From the entries below, copy every line holding the word "Mutex".

=== Section Start ===

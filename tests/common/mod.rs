//! Shared mock backend for chain tests.
//!
//! Compiles nothing: every program gets an id and a declared-parameter list,
//! and every observable action (compile, bind, parameter write, drop) is
//! appended to a shared log the tests assert on. Drop records are what prove
//! the no-double-free properties.

#![allow(dead_code)]

use std::sync::{Arc, Mutex};

use shader_forge::compiler::{CompileError, ShaderStage};
use shader_forge::{CompileRequest, CompiledProgram, ParamHandle, ShaderBackend, SourceKind};

/// Every well-known parameter name the chain resolves.
pub const VOCABULARY: &[&str] = &[
    "video_size",
    "texture_size",
    "output_size",
    "frame_count",
    "frame_direction",
    "modelViewProj",
];

#[derive(Debug, Clone, PartialEq)]
pub enum WriteValue {
    Float(f32),
    Vec2([f32; 2]),
    Mat4([f32; 16]),
}

#[derive(Debug, Clone)]
pub struct WriteRecord {
    pub program: u64,
    pub stage: ShaderStage,
    pub name: String,
    pub value: WriteValue,
}

#[derive(Debug, Clone)]
pub struct CompileRecord {
    pub id: u64,
    pub stage: ShaderStage,
    /// Text label or file path, whichever the request carried.
    pub source: String,
}

#[derive(Default)]
pub struct BackendLog {
    pub compiles: Vec<CompileRecord>,
    pub binds: Vec<(u64, u64)>,
    pub drops: Vec<u64>,
    pub writes: Vec<WriteRecord>,
}

impl BackendLog {
    /// Ids of programs whose source matches `needle`.
    pub fn program_ids_matching(&self, needle: &str) -> Vec<u64> {
        self.compiles
            .iter()
            .filter(|c| c.source.contains(needle))
            .map(|c| c.id)
            .collect()
    }

    pub fn writes_named(&self, name: &str) -> Vec<WriteRecord> {
        self.writes
            .iter()
            .filter(|w| w.name == name)
            .cloned()
            .collect()
    }

    /// True when every compiled program was dropped exactly once.
    pub fn all_dropped_once(&self) -> bool {
        let mut sorted = self.drops.clone();
        sorted.sort_unstable();
        let mut expected: Vec<u64> = self.compiles.iter().map(|c| c.id).collect();
        expected.sort_unstable();
        sorted == expected
    }

    pub fn drop_count(&self, id: u64) -> usize {
        self.drops.iter().filter(|&&d| d == id).count()
    }
}

pub type SharedLog = Arc<Mutex<BackendLog>>;

type ParamFilter = fn(ShaderStage, &str) -> bool;

fn declare_all(_stage: ShaderStage, _name: &str) -> bool {
    true
}

pub struct MockBackend {
    log: SharedLog,
    next_id: u64,
    fail_matching: Option<String>,
    param_filter: ParamFilter,
    bound: Option<(u64, u64)>,
}

impl MockBackend {
    pub fn new() -> (Self, SharedLog) {
        let log: SharedLog = Arc::default();
        (
            Self {
                log: Arc::clone(&log),
                next_id: 0,
                fail_matching: None,
                param_filter: declare_all,
                bound: None,
            },
            log,
        )
    }

    /// Fail any compile whose label or path contains `needle`.
    pub fn failing_on(needle: &str) -> (Self, SharedLog) {
        let (mut backend, log) = Self::new();
        backend.fail_matching = Some(needle.to_string());
        (backend, log)
    }

    /// Restrict which vocabulary names programs declare.
    pub fn with_param_filter(filter: ParamFilter) -> (Self, SharedLog) {
        let (mut backend, log) = Self::new();
        backend.param_filter = filter;
        (backend, log)
    }

    pub fn bound(&self) -> Option<(u64, u64)> {
        self.bound
    }
}

pub struct MockProgram {
    id: u64,
    stage: ShaderStage,
    params: Vec<String>,
    log: SharedLog,
}

impl MockProgram {
    pub fn id(&self) -> u64 {
        self.id
    }
}

impl Drop for MockProgram {
    fn drop(&mut self) {
        self.log.lock().unwrap().drops.push(self.id);
    }
}

impl CompiledProgram for MockProgram {
    fn find_parameter(&self, name: &str) -> Option<ParamHandle> {
        self.params
            .iter()
            .position(|p| p == name)
            .map(|i| ParamHandle::from_raw(i as u32))
    }

    fn set_float(&mut self, handle: ParamHandle, value: f32) {
        self.record(handle, WriteValue::Float(value));
    }

    fn set_vec2(&mut self, handle: ParamHandle, value: [f32; 2]) {
        self.record(handle, WriteValue::Vec2(value));
    }

    fn set_mat4(&mut self, handle: ParamHandle, value: &[f32; 16]) {
        self.record(handle, WriteValue::Mat4(*value));
    }
}

impl MockProgram {
    fn record(&self, handle: ParamHandle, value: WriteValue) {
        let name = self.params[handle.as_raw() as usize].clone();
        self.log.lock().unwrap().writes.push(WriteRecord {
            program: self.id,
            stage: self.stage,
            name,
            value,
        });
    }
}

impl ShaderBackend for MockBackend {
    type Program = MockProgram;

    fn compile(&mut self, request: CompileRequest<'_>) -> Result<Self::Program, CompileError> {
        let source = match request.source {
            SourceKind::Text { label, .. } => label.to_string(),
            SourceKind::File { path } => path.display().to_string(),
        };

        if let Some(needle) = &self.fail_matching {
            if source.contains(needle.as_str()) {
                return Err(CompileError::Rejected {
                    stage: request.stage,
                    diagnostics: format!("forced failure for {source}"),
                });
            }
        }

        let params = VOCABULARY
            .iter()
            .copied()
            .filter(|name| {
                // Real shaders only ever declare the projection matrix in
                // the vertex stage; the mock mirrors that.
                if *name == "modelViewProj" && request.stage != ShaderStage::Vertex {
                    return false;
                }
                (self.param_filter)(request.stage, *name)
            })
            .map(|name| name.to_string())
            .collect();

        let id = self.next_id;
        self.next_id += 1;
        self.log.lock().unwrap().compiles.push(CompileRecord {
            id,
            stage: request.stage,
            source,
        });

        Ok(MockProgram {
            id,
            stage: request.stage,
            params,
            log: Arc::clone(&self.log),
        })
    }

    fn bind(&mut self, vertex: &Self::Program, fragment: &Self::Program) {
        self.bound = Some((vertex.id, fragment.id));
        self.log.lock().unwrap().binds.push((vertex.id, fragment.id));
    }
}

=== Section End ===

● REPLY TO THE EXERCISE
use std::sync::{Arc, Mutex};
pub type SharedLog = Arc<Mutex<BackendLog>>;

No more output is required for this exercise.